◆ **THE TASK**: Exactly the lines from the first line of the listing through the line containing "fn snapshot(&self) ->" should appear in the output, unchanged.

◆ **DATA TO USE**:
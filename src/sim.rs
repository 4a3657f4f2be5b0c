//! Simulated register blocks for host tests.
//!
//! Registers are atomics so the blocks can live in `static`s behind a
//! [`crate::Bank`]. Every access made through the register traits is logged
//! with a sequence number drawn from one global counter, so the relative
//! order of accesses to different blocks can be compared.

use core::sync::atomic::{AtomicBool, AtomicU32, AtomicUsize, Ordering};
use std::sync::Mutex;
use std::vec::Vec;

use crate::low::register::{GpioReg, GpioRegisters};
use crate::rcc::{ClockRegisters, RccReg};

static SEQ: AtomicUsize = AtomicUsize::new(0);

pub(crate) const LCKK: u32 = 1 << 16;

#[derive(Debug, Clone, Copy, PartialEq, Eq)]
pub(crate) enum Kind {
    Read,
    Write,
}

#[derive(Debug, Clone, Copy, PartialEq, Eq)]
pub(crate) struct Access {
    pub seq: usize,
    pub kind: Kind,
    pub offset: usize,
    pub value: u32,
}

struct Trace(Mutex<Vec<Access>>);

impl Trace {
    const fn new() -> Self {
        Self(Mutex::new(Vec::new()))
    }

    fn record(&self, kind: Kind, offset: usize, value: u32) {
        let seq = SEQ.fetch_add(1, Ordering::SeqCst);
        self.0
            .lock()
            .unwrap_or_else(|e| e.into_inner())
            .push(Access { seq, kind, offset, value });
    }

    fn snapshot(&self) -> Vec<Access> {
        self.0.lock().unwrap_or_else(|e| e.into_inner()).clone()
    }

    fn clear(&self) {
        self.0.lock().unwrap_or_else(|e| e.into_inner()).clear();
    }
}

/// A GPIO port whose outputs loop back to its inputs.
///
/// IDR reports ODR for pins in general purpose output mode and the levels
/// set with [`SimPort::drive_input`] for every other pin. BSRR and the LCKR
/// key sequence behave as on the device.
pub(crate) struct SimPort {
    regs: [AtomicU32; 10],
    input: AtomicU32,
    lock_step: AtomicU32,
    lock_key: AtomicU32,
    refuse_lock: AtomicBool,
    trace: Trace,
}

impl SimPort {
    pub const fn new() -> Self {
        Self {
            regs: [const { AtomicU32::new(0) }; 10],
            input: AtomicU32::new(0),
            lock_step: AtomicU32::new(0),
            lock_key: AtomicU32::new(0),
            refuse_lock: AtomicBool::new(false),
            trace: Trace::new(),
        }
    }

    fn slot(&self, reg: GpioReg) -> &AtomicU32 {
        &self.regs[reg.offset() / 4]
    }

    /// Set a register without logging.
    pub fn preset(&self, reg: GpioReg, value: u32) {
        match reg {
            GpioReg::Idr => self.input.store(value & 0xFFFF, Ordering::SeqCst),
            _ => self.slot(reg).store(value, Ordering::SeqCst),
        }
    }

    /// Observe a register without logging.
    pub fn peek(&self, reg: GpioReg) -> u32 {
        match reg {
            GpioReg::Idr => self.input_word(),
            GpioReg::Bsrr => 0,
            _ => self.slot(reg).load(Ordering::SeqCst),
        }
    }

    /// Externally applied levels for pins that are not driven outputs.
    pub fn drive_input(&self, levels: u16) {
        self.input.store(u32::from(levels), Ordering::SeqCst);
    }

    /// Make the next LCKR key sequence fail.
    pub fn refuse_lock(&self) {
        self.refuse_lock.store(true, Ordering::SeqCst);
    }

    pub fn accesses(&self) -> Vec<Access> {
        self.trace.snapshot()
    }

    pub fn clear_log(&self) {
        self.trace.clear();
    }

    fn output_pins(&self) -> u32 {
        let moder = self.slot(GpioReg::Moder).load(Ordering::SeqCst);
        (0..16)
            .filter(|pin| (moder >> (pin * 2)) & 0b11 == 0b01)
            .fold(0, |mask, pin| mask | (1 << pin))
    }

    fn input_word(&self) -> u32 {
        let driven = self.output_pins();
        let odr = self.slot(GpioReg::Odr).load(Ordering::SeqCst);
        let external = self.input.load(Ordering::SeqCst);
        ((odr & driven) | (external & !driven)) & 0xFFFF
    }

    fn write_lckr(&self, value: u32) {
        let lckr = self.slot(GpioReg::Lckr);
        if lckr.load(Ordering::SeqCst) & LCKK != 0 {
            return;
        }
        lckr.store(value & 0xFFFF, Ordering::SeqCst);
        let key = self.lock_key.load(Ordering::SeqCst);
        let next = match self.lock_step.load(Ordering::SeqCst) {
            0 if value & LCKK != 0 => {
                self.lock_key.store(value & 0xFFFF, Ordering::SeqCst);
                1
            }
            1 if value == key => 2,
            2 if value == LCKK | key => 3,
            _ => 0,
        };
        self.lock_step.store(next, Ordering::SeqCst);
    }

    fn read_lckr(&self) -> u32 {
        let lckr = self.slot(GpioReg::Lckr);
        if self.lock_step.swap(0, Ordering::SeqCst) == 3 && !self.refuse_lock.load(Ordering::SeqCst) {
            lckr.store(LCKK | self.lock_key.load(Ordering::SeqCst), Ordering::SeqCst);
        }
        lckr.load(Ordering::SeqCst)
    }
}

unsafe impl GpioRegisters for SimPort {
    fn read(&self, reg: GpioReg) -> u32 {
        let value = match reg {
            GpioReg::Lckr => self.read_lckr(),
            _ => self.peek(reg),
        };
        self.trace.record(Kind::Read, reg.offset(), value);
        value
    }

    fn write(&self, reg: GpioReg, value: u32) {
        self.trace.record(Kind::Write, reg.offset(), value);
        match reg {
            GpioReg::Idr => {}
            GpioReg::Bsrr => {
                let odr = self.slot(GpioReg::Odr);
                let current = odr.load(Ordering::SeqCst);
                // Set wins over reset when both bits of a pin are written.
                let next = (current & !(value >> 16)) | (value & 0xFFFF);
                odr.store(next & 0xFFFF, Ordering::SeqCst);
            }
            GpioReg::Lckr => self.write_lckr(value),
            _ => self.slot(reg).store(value, Ordering::SeqCst),
        }
    }
}

/// An RCC block with plain read/write registers.
pub(crate) struct SimRcc {
    regs: [AtomicU32; 34],
    trace: Trace,
}

impl SimRcc {
    pub const fn new() -> Self {
        Self {
            regs: [const { AtomicU32::new(0) }; 34],
            trace: Trace::new(),
        }
    }

    fn slot(&self, reg: RccReg) -> &AtomicU32 {
        &self.regs[reg.offset() / 4]
    }

    pub fn preset(&self, reg: RccReg, value: u32) {
        self.slot(reg).store(value, Ordering::SeqCst);
    }

    pub fn peek(&self, reg: RccReg) -> u32 {
        self.slot(reg).load(Ordering::SeqCst)
    }

    pub fn accesses(&self) -> Vec<Access> {
        self.trace.snapshot()
    }
}

unsafe impl ClockRegisters for SimRcc {
    fn read(&self, reg: RccReg) -> u32 {
        let value = self.peek(reg);
        self.trace.record(Kind::Read, reg.offset(), value);
        value
    }

    fn write(&self, reg: RccReg, value: u32) {
        self.trace.record(Kind::Write, reg.offset(), value);
        self.preset(reg, value);
    }
}
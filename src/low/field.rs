//! Per-pin bit ranges of the GPIO configuration registers.
//!
//! A [`PinField`] owns the geometry of one configuration attribute: how wide
//! a pin's field is and which register holds it. Every shift and mask used by
//! the engine is derived here and nowhere else.

use super::register::GpioReg;

/// A fixed-width field repeated once per pin across one or more registers.
#[derive(Debug, Clone, Copy, PartialEq, Eq)]
pub struct PinField {
    registers: &'static [GpioReg],
    width: u32,
}

impl PinField {
    /// MODER, 2 bits per pin.
    pub const MODE: PinField = PinField::new(&[GpioReg::Moder], 2);
    /// OTYPER, 1 bit per pin.
    pub const OUTPUT_TYPE: PinField = PinField::new(&[GpioReg::Otyper], 1);
    /// OSPEEDR, 2 bits per pin.
    pub const SPEED: PinField = PinField::new(&[GpioReg::Ospeedr], 2);
    /// PUPDR, 2 bits per pin.
    pub const PULL: PinField = PinField::new(&[GpioReg::Pupdr], 2);
    /// AFRL for pins 0-7, AFRH for pins 8-15, 4 bits per pin.
    pub const ALTERNATE: PinField = PinField::new(&[GpioReg::Afrl, GpioReg::Afrh], 4);

    const fn new(registers: &'static [GpioReg], width: u32) -> Self {
        assert!(width > 0 && 32 % width == 0);
        assert!(registers.len() as u32 * (32 / width) >= 16);
        Self { registers, width }
    }

    /// Width of one pin's field in bits.
    #[inline]
    pub const fn width(&self) -> u32 {
        self.width
    }

    /// Unshifted mask of one field.
    #[inline]
    pub const fn mask(&self) -> u32 {
        if self.width == 32 {
            u32::MAX
        } else {
            (1 << self.width) - 1
        }
    }

    /// Register holding `pin`'s field and the field's bit offset within it.
    #[inline]
    pub fn locate(&self, pin: u8) -> (GpioReg, u32) {
        debug_assert!(pin < 16, "pin index out of range");
        let per_register = 32 / self.width;
        let pin = u32::from(pin % 16);
        let index = (pin / per_register) as usize;
        (self.registers[index], (pin % per_register) * self.width)
    }

    /// `word` with the field at `shift` replaced by `value`.
    ///
    /// Only the bits owned by that field change. `value` is truncated to the
    /// field width.
    #[inline]
    pub const fn insert(&self, word: u32, shift: u32, value: u32) -> u32 {
        (word & !(self.mask() << shift)) | ((value & self.mask()) << shift)
    }

    /// The field at `shift` in `word`.
    #[inline]
    pub const fn extract(&self, word: u32, shift: u32) -> u32 {
        (word >> shift) & self.mask()
    }
}

#[cfg(test)]
mod tests {
    use super::*;

    const FIELDS: [PinField; 5] = [
        PinField::MODE,
        PinField::OUTPUT_TYPE,
        PinField::SPEED,
        PinField::PULL,
        PinField::ALTERNATE,
    ];

    #[test]
    fn locate_matches_reference_manual() {
        assert_eq!(PinField::MODE.locate(15), (GpioReg::Moder, 30));
        assert_eq!(PinField::OUTPUT_TYPE.locate(12), (GpioReg::Otyper, 12));
        assert_eq!(PinField::SPEED.locate(3), (GpioReg::Ospeedr, 6));
        assert_eq!(PinField::PULL.locate(8), (GpioReg::Pupdr, 16));
        assert_eq!(PinField::ALTERNATE.locate(7), (GpioReg::Afrl, 28));
        assert_eq!(PinField::ALTERNATE.locate(8), (GpioReg::Afrh, 0));
        assert_eq!(PinField::ALTERNATE.locate(13), (GpioReg::Afrh, 20));
    }

    #[test]
    fn fields_of_distinct_pins_never_overlap() {
        for field in FIELDS {
            for a in 0..16u8 {
                for b in (a + 1)..16u8 {
                    let (ra, sa) = field.locate(a);
                    let (rb, sb) = field.locate(b);
                    if ra == rb {
                        assert_eq!((field.mask() << sa) & (field.mask() << sb), 0);
                    }
                }
            }
        }
    }

    #[test]
    fn insert_only_touches_its_field() {
        let patterns = [0u32, u32::MAX, 0xA5A5_5A5A, 0x1234_5678];
        for field in FIELDS {
            for pin in 0..16u8 {
                let (_, shift) = field.locate(pin);
                let owned = field.mask() << shift;
                for word in patterns {
                    for value in 0..=field.mask() {
                        let out = field.insert(word, shift, value);
                        assert_eq!(out & !owned, word & !owned);
                        assert_eq!(field.extract(out, shift), value);
                    }
                }
            }
        }
    }

    #[test]
    fn oversized_values_are_truncated() {
        let (_, shift) = PinField::MODE.locate(1);
        assert_eq!(PinField::MODE.insert(0, shift, 0b111), 0b11 << 2);
    }
}
//! Database module for SQLite operations.
//!
//! The record store for documents: one table, single-field update operations,
//! no transactional grouping across fields.

mod documents;
mod migrations;
pub mod models;

pub use models::{Document, DocumentStatus, FileType};

use rusqlite::Connection;
use std::path::Path;
use std::sync::Mutex;

use crate::error::{DatabaseError, ServiceResult};

/// Database manager for SQLite operations
pub struct Database {
    conn: Mutex<Connection>,
}

impl Database {
    /// Open or create the database at the given path
    pub fn open(path: &Path) -> ServiceResult<Self> {
        if let Some(parent) = path.parent() {
            std::fs::create_dir_all(parent).map_err(|source| DatabaseError::Directory {
                path: parent.display().to_string(),
                source,
            })?;
        }

        let conn = Connection::open(path).map_err(DatabaseError::Connection)?;

        // WAL lets the status endpoint read while a workflow writes
        conn.execute_batch("PRAGMA journal_mode=WAL;")
            .map_err(DatabaseError::Query)?;

        migrations::run_migrations(&conn)?;

        Ok(Self {
            conn: Mutex::new(conn),
        })
    }

    /// Open a private in-memory database
    #[cfg(test)]
    pub fn open_in_memory() -> ServiceResult<Self> {
        let conn = Connection::open_in_memory().map_err(DatabaseError::Connection)?;
        migrations::run_migrations(&conn)?;
        Ok(Self {
            conn: Mutex::new(conn),
        })
    }

    /// Run raw SQL against the connection
    #[cfg(test)]
    pub fn execute_batch(&self, sql: &str) -> rusqlite::Result<()> {
        self.conn.lock().unwrap().execute_batch(sql)
    }
}
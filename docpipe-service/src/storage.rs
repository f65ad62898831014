//! Blob storage for uploaded files.
//!
//! Objects are addressed by a relative, `/`-separated path such as
//! `documents/scan.png`.

use async_trait::async_trait;
use std::path::{Component, Path, PathBuf};
use tracing::debug;

use crate::error::StorageError;

/// Get/put-by-path object storage
#[async_trait]
pub trait BlobStore: Send + Sync {
    async fn get(&self, path: &str) -> Result<Vec<u8>, StorageError>;

    async fn put(&self, path: &str, data: &[u8], content_type: &str) -> Result<(), StorageError>;
}

/// Deterministic blob key for an uploaded file
pub fn upload_path(filename: &str) -> String {
    format!("documents/{}", sanitize_filename(filename))
}

/// Reduce a client-supplied filename to a single safe path segment
pub fn sanitize_filename(filename: &str) -> String {
    let base = filename
        .rsplit(['/', '\\'])
        .next()
        .unwrap_or_default()
        .trim();

    let sanitized: String = base
        .chars()
        .map(|c| match c {
            ':' | '*' | '?' | '"' | '<' | '>' | '|' => '_',
            c if c.is_control() => '_',
            _ => c,
        })
        .collect();

    if sanitized.is_empty() || sanitized.chars().all(|c| c == '.') {
        "document".to_string()
    } else {
        sanitized
    }
}

/// Blob store backed by a directory on the local filesystem
pub struct FsBlobStore {
    root: PathBuf,
}

impl FsBlobStore {
    pub fn new(root: impl Into<PathBuf>) -> Self {
        Self { root: root.into() }
    }

    fn resolve(&self, path: &str) -> Result<PathBuf, StorageError> {
        let relative = Path::new(path);
        let is_plain = !path.is_empty()
            && relative
                .components()
                .all(|component| matches!(component, Component::Normal(_)));

        if !is_plain {
            return Err(StorageError::InvalidPath {
                path: path.to_string(),
            });
        }

        Ok(self.root.join(relative))
    }
}

#[async_trait]
impl BlobStore for FsBlobStore {
    async fn get(&self, path: &str) -> Result<Vec<u8>, StorageError> {
        let full_path = self.resolve(path)?;

        tokio::fs::read(&full_path).await.map_err(|e| {
            if e.kind() == std::io::ErrorKind::NotFound {
                StorageError::NotFound {
                    path: path.to_string(),
                }
            } else {
                StorageError::Io {
                    path: path.to_string(),
                    source: e,
                }
            }
        })
    }

    async fn put(&self, path: &str, data: &[u8], content_type: &str) -> Result<(), StorageError> {
        let full_path = self.resolve(path)?;
        let io_err = |source| StorageError::Io {
            path: path.to_string(),
            source,
        };

        if let Some(parent) = full_path.parent() {
            tokio::fs::create_dir_all(parent).await.map_err(io_err)?;
        }

        // Write beside the target and rename so readers never see a partial file
        let staging = full_path.with_extension(format!("{}.partial", uuid::Uuid::new_v4()));
        tokio::fs::write(&staging, data).await.map_err(io_err)?;
        if let Err(e) = tokio::fs::rename(&staging, &full_path).await {
            let _ = tokio::fs::remove_file(&staging).await;
            return Err(io_err(e));
        }

        debug!(path = %path, size = data.len(), content_type = %content_type, "Stored blob");
        Ok(())
    }
}

/// In-memory blob store for tests
#[cfg(test)]
#[derive(Default)]
pub struct MemoryBlobStore {
    objects: std::sync::Mutex<std::collections::HashMap<String, (Vec<u8>, String)>>,
}

#[cfg(test)]
impl MemoryBlobStore {
    pub fn contains(&self, path: &str) -> bool {
        self.objects.lock().unwrap().contains_key(path)
    }

    pub fn object_count(&self) -> usize {
        self.objects.lock().unwrap().len()
    }

    pub fn content_type(&self, path: &str) -> Option<String> {
        self.objects
            .lock()
            .unwrap()
            .get(path)
            .map(|(_, content_type)| content_type.clone())
    }
}

#[cfg(test)]
#[async_trait]
impl BlobStore for MemoryBlobStore {
    async fn get(&self, path: &str) -> Result<Vec<u8>, StorageError> {
        self.objects
            .lock()
            .unwrap()
            .get(path)
            .map(|(data, _)| data.clone())
            .ok_or_else(|| StorageError::NotFound {
                path: path.to_string(),
            })
    }

    async fn put(&self, path: &str, data: &[u8], content_type: &str) -> Result<(), StorageError> {
        self.objects.lock().unwrap().insert(
            path.to_string(),
            (data.to_vec(), content_type.to_string()),
        );
        Ok(())
    }
}

#[cfg(test)]
mod tests {
    use super::*;
    use tempfile::TempDir;

    #[test]
    fn test_upload_path_strips_directories() {
        assert_eq!(upload_path("scan.png"), "documents/scan.png");
        assert_eq!(upload_path("../../etc/passwd"), "documents/passwd");
        assert_eq!(upload_path("C:\\Users\\me\\report.pdf"), "documents/report.pdf");
        assert_eq!(upload_path("a:b?.png"), "documents/a_b_.png");
        assert_eq!(upload_path(".."), "documents/document");
        assert_eq!(upload_path(""), "documents/document");
    }

    #[tokio::test]
    async fn test_fs_put_then_get() {
        let dir = TempDir::new().unwrap();
        let store = FsBlobStore::new(dir.path());

        store
            .put("documents/scan.png", b"png-bytes", "image/png")
            .await
            .unwrap();
        assert_eq!(store.get("documents/scan.png").await.unwrap(), b"png-bytes");
        assert!(dir.path().join("documents/scan.png").exists());

        // Overwrite in place
        store
            .put("documents/scan.png", b"newer", "image/png")
            .await
            .unwrap();
        assert_eq!(store.get("documents/scan.png").await.unwrap(), b"newer");

        let leftovers: Vec<_> = std::fs::read_dir(dir.path().join("documents"))
            .unwrap()
            .collect();
        assert_eq!(leftovers.len(), 1);
    }

    #[tokio::test]
    async fn test_fs_missing_and_invalid_paths() {
        let dir = TempDir::new().unwrap();
        let store = FsBlobStore::new(dir.path());

        assert!(matches!(
            store.get("documents/none.png").await,
            Err(StorageError::NotFound { .. })
        ));
        assert!(matches!(
            store.get("../outside").await,
            Err(StorageError::InvalidPath { .. })
        ));
        assert!(matches!(
            store.put("/abs/path", b"x", "image/png").await,
            Err(StorageError::InvalidPath { .. })
        ));
        assert!(matches!(
            store.put("", b"x", "image/png").await,
            Err(StorageError::InvalidPath { .. })
        ));
    }
}
//! Document read and delete operations.

use tracing::info;

use crate::db::{Document, DocumentStatus};
use crate::error::{ServiceError, ServiceResult};
use crate::service::DocumentService;

pub const DEFAULT_LIST_LIMIT: u32 = 500;

impl DocumentService {
    /// Get a document record
    pub fn get_document(&self, document_id: &str) -> ServiceResult<Document> {
        self.db
            .get_document(document_id)?
            .ok_or_else(|| ServiceError::DocumentNotFound {
                document_id: document_id.to_string(),
            })
    }

    /// Current lifecycle state of a document
    pub fn get_status(&self, document_id: &str) -> ServiceResult<DocumentStatus> {
        self.get_document(document_id).map(|doc| doc.status)
    }

    /// List documents, newest first.
    ///
    /// Defaults to `processed` documents, 500 per page.
    pub fn list_documents(
        &self,
        status: Option<DocumentStatus>,
        limit: Option<u32>,
        offset: Option<u32>,
    ) -> ServiceResult<Vec<Document>> {
        self.db.list_documents(
            Some(status.unwrap_or(DocumentStatus::Processed)),
            limit.unwrap_or(DEFAULT_LIST_LIMIT),
            offset.unwrap_or(0),
        )
    }

    /// Hard-delete a document record. The stored blob is left in place.
    pub fn delete_document(&self, document_id: &str) -> ServiceResult<()> {
        if !self.db.delete_document(document_id)? {
            return Err(ServiceError::DocumentNotFound {
                document_id: document_id.to_string(),
            });
        }

        info!(doc_id = %document_id, "Document deleted");
        Ok(())
    }
}

#[cfg(test)]
mod tests {
    use crate::db::{Document, DocumentStatus, FileType};
    use crate::error::ServiceError;
    use crate::service::test_support::{Harness, Reply, ScriptedAnalyzer, ScriptedRasterizer};

    fn harness() -> Harness {
        Harness::new(
            ScriptedAnalyzer::new(Reply::Status(500)),
            ScriptedRasterizer::pages(&[]),
        )
    }

    fn insert(harness: &Harness, id: &str, status: DocumentStatus) {
        let doc = Document::new_upload(id, "user-1", "a.png", FileType::Png, "documents/a.png");
        harness.service.db.insert_document(&doc).unwrap();
        harness.service.db.update_document_status(id, status).unwrap();
    }

    #[test]
    fn test_delete_then_status_is_not_found() {
        let harness = harness();
        insert(&harness, "doc-1", DocumentStatus::Processed);

        harness.service.delete_document("doc-1").unwrap();

        assert!(matches!(
            harness.service.get_status("doc-1"),
            Err(ServiceError::DocumentNotFound { .. })
        ));
        assert!(matches!(
            harness.service.delete_document("doc-1"),
            Err(ServiceError::DocumentNotFound { .. })
        ));
    }

    #[test]
    fn test_list_defaults_to_processed() {
        let harness = harness();
        insert(&harness, "done", DocumentStatus::Processed);
        insert(&harness, "broken", DocumentStatus::Failed);
        insert(&harness, "waiting", DocumentStatus::Pending);

        let processed = harness.service.list_documents(None, None, None).unwrap();
        let ids: Vec<_> = processed.iter().map(|d| d.id.as_str()).collect();
        assert_eq!(ids, vec!["done"]);

        let failed = harness
            .service
            .list_documents(Some(DocumentStatus::Failed), Some(10), Some(0))
            .unwrap();
        assert_eq!(failed.len(), 1);
        assert_eq!(failed[0].id, "broken");
    }
}
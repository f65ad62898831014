//! Document and processing endpoints.

use axum::{
    Json,
    extract::{Multipart, Path, Query, State},
};
use serde::{Deserialize, Serialize};
use std::sync::Arc;

use crate::db::{Document, DocumentStatus};
use crate::error::{ServiceError, ServiceResult};
use crate::service::UploadRequest;

use super::AppState;

/// List documents query parameters
#[derive(Deserialize)]
pub struct ListDocumentsParams {
    pub status: Option<String>,
    pub limit: Option<u32>,
    pub offset: Option<u32>,
}

#[derive(Serialize)]
pub struct ListDocumentsResponse {
    pub documents: Vec<Document>,
    pub total: usize,
}

#[derive(Serialize)]
#[serde(rename_all = "camelCase")]
pub struct ProcessResponse {
    pub message: &'static str,
    pub document_id: String,
    pub filename: String,
}

#[derive(Serialize)]
pub struct StatusResponse {
    pub status: DocumentStatus,
}

#[derive(Serialize)]
#[serde(rename_all = "camelCase")]
pub struct DeleteResponse {
    pub message: &'static str,
    pub document_id: String,
}

fn invalid_multipart(e: impl std::fmt::Display) -> ServiceError {
    ServiceError::InvalidRequest {
        message: format!("Invalid multipart body: {}", e),
    }
}

/// Upload a file and start processing it
pub async fn upload_and_process_handler(
    State(state): State<Arc<AppState>>,
    mut multipart: Multipart,
) -> ServiceResult<Json<ProcessResponse>> {
    let mut document_id: Option<String> = None;
    let mut owner_id: Option<String> = None;
    let mut file: Option<(String, String, Vec<u8>)> = None;

    while let Some(field) = multipart.next_field().await.map_err(invalid_multipart)? {
        let name = field.name().unwrap_or("").to_string();

        match name.as_str() {
            "documentId" => document_id = Some(field.text().await.map_err(invalid_multipart)?),
            "userId" => owner_id = Some(field.text().await.map_err(invalid_multipart)?),
            "file" => {
                let filename = field.file_name().unwrap_or("document").to_string();
                let content_type = field
                    .content_type()
                    .unwrap_or("application/octet-stream")
                    .to_string();
                let data = field.bytes().await.map_err(invalid_multipart)?;
                file = Some((filename, content_type, data.to_vec()));
            }
            _ => {}
        }
    }

    let (Some(document_id), Some(owner_id)) = (document_id, owner_id) else {
        return Err(ServiceError::InvalidRequest {
            message: "documentId and userId are required".to_string(),
        });
    };
    let Some((filename, content_type, content)) = file else {
        return Err(ServiceError::InvalidRequest {
            message: "file is required".to_string(),
        });
    };

    let document = state
        .service
        .start_processing_with_upload(UploadRequest {
            document_id: &document_id,
            owner_id: &owner_id,
            filename: &filename,
            content_type: &content_type,
            content: &content,
        })
        .await?;

    Ok(Json(ProcessResponse {
        message: "Document processing started",
        document_id: document.id,
        filename: document.filename,
    }))
}

/// Re-run processing for an existing document
pub async fn process_document_handler(
    State(state): State<Arc<AppState>>,
    Path(id): Path<String>,
) -> ServiceResult<Json<ProcessResponse>> {
    let document = state.service.start_processing(&id)?;

    Ok(Json(ProcessResponse {
        message: "Document processing started",
        document_id: document.id,
        filename: document.filename,
    }))
}

pub async fn process_status_handler(
    State(state): State<Arc<AppState>>,
    Path(id): Path<String>,
) -> ServiceResult<Json<StatusResponse>> {
    let status = state.service.get_status(&id)?;
    Ok(Json(StatusResponse { status }))
}

/// List documents, `processed` ones by default
pub async fn list_documents_handler(
    State(state): State<Arc<AppState>>,
    Query(params): Query<ListDocumentsParams>,
) -> ServiceResult<Json<ListDocumentsResponse>> {
    let status = params
        .status
        .as_deref()
        .map(|s| {
            DocumentStatus::from_str(s).ok_or_else(|| ServiceError::InvalidRequest {
                message: format!("Unknown document status: {}", s),
            })
        })
        .transpose()?;

    let documents = state
        .service
        .list_documents(status, params.limit, params.offset)?;

    Ok(Json(ListDocumentsResponse {
        total: documents.len(),
        documents,
    }))
}

pub async fn get_document_handler(
    State(state): State<Arc<AppState>>,
    Path(id): Path<String>,
) -> ServiceResult<Json<Document>> {
    Ok(Json(state.service.get_document(&id)?))
}

pub async fn delete_document_handler(
    State(state): State<Arc<AppState>>,
    Path(id): Path<String>,
) -> ServiceResult<Json<DeleteResponse>> {
    state.service.delete_document(&id)?;

    Ok(Json(DeleteResponse {
        message: "Document deleted",
        document_id: id,
    }))
}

◆ **WRITTEN REPLY**:
filename src/sim.rs
repository 4a3657f4f2be5b0c
//! Simulated register blocks for host tests.
//!
//! Registers are atomics so the blocks can live in `static`s behind a
//! [`crate::Bank`]. Every access made through the register traits is logged
//! with a sequence number drawn from one global counter, so the relative
//! order of accesses to different blocks can be compared.

use core::sync::atomic::{AtomicBool, AtomicU32, AtomicUsize, Ordering};
use std::sync::Mutex;
use std::vec::Vec;

use crate::low::register::{GpioReg, GpioRegisters};
use crate::rcc::{ClockRegisters, RccReg};

static SEQ: AtomicUsize = AtomicUsize::new(0);

pub(crate) const LCKK: u32 = 1 << 16;

#[derive(Debug, Clone, Copy, PartialEq, Eq)]
pub(crate) enum Kind {
    Read,
    Write,
}

#[derive(Debug, Clone, Copy, PartialEq, Eq)]
pub(crate) struct Access {
    pub seq: usize,
    pub kind: Kind,
    pub offset: usize,
    pub value: u32,
}

struct Trace(Mutex<Vec<Access>>);

impl Trace {
    const fn new() -> Self {
        Self(Mutex::new(Vec::new()))
    }

    fn record(&self, kind: Kind, offset: usize, value: u32) {
        let seq = SEQ.fetch_add(1, Ordering::SeqCst);
        self.0
            .lock()
            .unwrap_or_else(|e| e.into_inner())
            .push(Access { seq, kind, offset, value });
    }

    fn snapshot(&self) -> Vec<Access> {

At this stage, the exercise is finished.